**Problem to work on**
Exactly as written, copy the lines that run from the start of the data below to the line containing "pub fn sample(&self, x: i64, y: i64)", both ends included.
-*-
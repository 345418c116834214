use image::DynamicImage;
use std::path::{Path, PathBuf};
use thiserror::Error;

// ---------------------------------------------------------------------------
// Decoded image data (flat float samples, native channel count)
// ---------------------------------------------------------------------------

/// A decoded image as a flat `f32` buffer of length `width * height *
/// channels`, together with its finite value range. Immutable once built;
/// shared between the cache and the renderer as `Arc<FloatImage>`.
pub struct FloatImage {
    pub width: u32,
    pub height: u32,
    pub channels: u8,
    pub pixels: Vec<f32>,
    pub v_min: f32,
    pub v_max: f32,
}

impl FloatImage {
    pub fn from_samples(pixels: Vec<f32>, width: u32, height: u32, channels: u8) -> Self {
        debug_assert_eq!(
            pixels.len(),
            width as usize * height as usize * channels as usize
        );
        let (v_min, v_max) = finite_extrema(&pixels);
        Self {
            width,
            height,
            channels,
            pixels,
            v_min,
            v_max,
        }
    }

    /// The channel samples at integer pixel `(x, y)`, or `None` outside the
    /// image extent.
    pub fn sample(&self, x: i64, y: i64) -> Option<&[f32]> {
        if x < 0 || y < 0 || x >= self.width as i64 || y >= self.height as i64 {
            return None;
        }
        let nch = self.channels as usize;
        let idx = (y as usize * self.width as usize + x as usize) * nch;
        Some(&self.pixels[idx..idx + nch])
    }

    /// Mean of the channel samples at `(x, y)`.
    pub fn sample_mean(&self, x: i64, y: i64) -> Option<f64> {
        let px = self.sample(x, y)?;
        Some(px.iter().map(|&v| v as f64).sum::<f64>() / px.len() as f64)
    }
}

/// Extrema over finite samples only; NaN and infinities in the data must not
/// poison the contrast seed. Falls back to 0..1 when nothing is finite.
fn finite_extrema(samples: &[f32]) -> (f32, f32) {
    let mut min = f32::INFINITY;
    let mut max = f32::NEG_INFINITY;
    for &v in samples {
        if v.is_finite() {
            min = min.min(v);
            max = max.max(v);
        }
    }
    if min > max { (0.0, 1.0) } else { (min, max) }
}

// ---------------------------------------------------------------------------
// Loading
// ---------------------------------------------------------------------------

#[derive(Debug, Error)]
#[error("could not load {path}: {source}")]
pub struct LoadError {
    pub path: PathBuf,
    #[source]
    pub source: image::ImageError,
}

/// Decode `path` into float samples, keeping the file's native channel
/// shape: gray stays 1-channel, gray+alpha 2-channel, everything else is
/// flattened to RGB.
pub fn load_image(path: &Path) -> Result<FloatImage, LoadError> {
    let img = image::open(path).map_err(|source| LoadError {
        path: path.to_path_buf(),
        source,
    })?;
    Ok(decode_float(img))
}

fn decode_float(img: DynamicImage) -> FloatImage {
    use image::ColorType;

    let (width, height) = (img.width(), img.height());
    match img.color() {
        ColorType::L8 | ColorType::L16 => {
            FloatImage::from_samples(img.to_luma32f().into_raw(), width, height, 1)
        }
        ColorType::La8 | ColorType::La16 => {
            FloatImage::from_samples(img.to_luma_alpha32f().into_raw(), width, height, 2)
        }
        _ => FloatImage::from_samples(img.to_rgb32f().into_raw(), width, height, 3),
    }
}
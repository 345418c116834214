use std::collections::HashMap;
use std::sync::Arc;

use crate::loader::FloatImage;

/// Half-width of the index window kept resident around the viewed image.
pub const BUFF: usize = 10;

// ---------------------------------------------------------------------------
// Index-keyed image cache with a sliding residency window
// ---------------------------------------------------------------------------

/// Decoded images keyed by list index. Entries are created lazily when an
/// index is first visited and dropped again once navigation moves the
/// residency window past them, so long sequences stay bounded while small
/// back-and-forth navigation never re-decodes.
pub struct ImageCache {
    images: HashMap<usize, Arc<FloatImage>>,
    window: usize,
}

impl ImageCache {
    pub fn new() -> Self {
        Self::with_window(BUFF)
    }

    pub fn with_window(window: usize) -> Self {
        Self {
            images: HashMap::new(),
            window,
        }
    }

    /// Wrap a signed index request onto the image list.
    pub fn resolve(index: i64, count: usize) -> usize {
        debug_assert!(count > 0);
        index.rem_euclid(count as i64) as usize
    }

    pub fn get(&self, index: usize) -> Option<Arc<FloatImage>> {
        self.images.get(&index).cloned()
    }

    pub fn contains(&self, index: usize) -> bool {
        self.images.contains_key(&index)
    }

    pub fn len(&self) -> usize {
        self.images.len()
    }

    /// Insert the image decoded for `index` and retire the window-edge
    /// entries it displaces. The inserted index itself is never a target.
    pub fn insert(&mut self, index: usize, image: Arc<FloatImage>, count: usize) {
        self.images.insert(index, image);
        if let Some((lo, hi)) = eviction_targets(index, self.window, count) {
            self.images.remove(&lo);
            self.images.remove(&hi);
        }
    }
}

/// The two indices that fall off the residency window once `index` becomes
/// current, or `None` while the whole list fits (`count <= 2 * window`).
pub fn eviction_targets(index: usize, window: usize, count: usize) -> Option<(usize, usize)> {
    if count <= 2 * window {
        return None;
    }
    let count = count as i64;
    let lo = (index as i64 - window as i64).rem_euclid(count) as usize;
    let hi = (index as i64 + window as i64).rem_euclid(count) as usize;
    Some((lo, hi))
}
-*-
**Reply to the task**
repository 345418c116834214
use image::DynamicImage;
use std::path::{Path, PathBuf};
use thiserror::Error;

// ---------------------------------------------------------------------------
// Decoded image data (flat float samples, native channel count)
// ---------------------------------------------------------------------------

/// A decoded image as a flat `f32` buffer of length `width * height *
/// channels`, together with its finite value range. Immutable once built;
/// shared between the cache and the renderer as `Arc<FloatImage>`.
pub struct FloatImage {
    pub width: u32,
    pub height: u32,
    pub channels: u8,
    pub pixels: Vec<f32>,
    pub v_min: f32,
    pub v_max: f32,
}

impl FloatImage {
    pub fn from_samples(pixels: Vec<f32>, width: u32, height: u32, channels: u8) -> Self {
        debug_assert_eq!(
            pixels.len(),
            width as usize * height as usize * channels as usize
        );
        let (v_min, v_max) = finite_extrema(&pixels);
        Self {
            width,
            height,
            channels,
            pixels,
            v_min,
            v_max,
        }
    }

    /// The channel samples at integer pixel `(x, y)`, or `None` outside the
    /// image extent.
    pub fn sample(&self, x: i64, y: i64) -> Option<&[f32]> {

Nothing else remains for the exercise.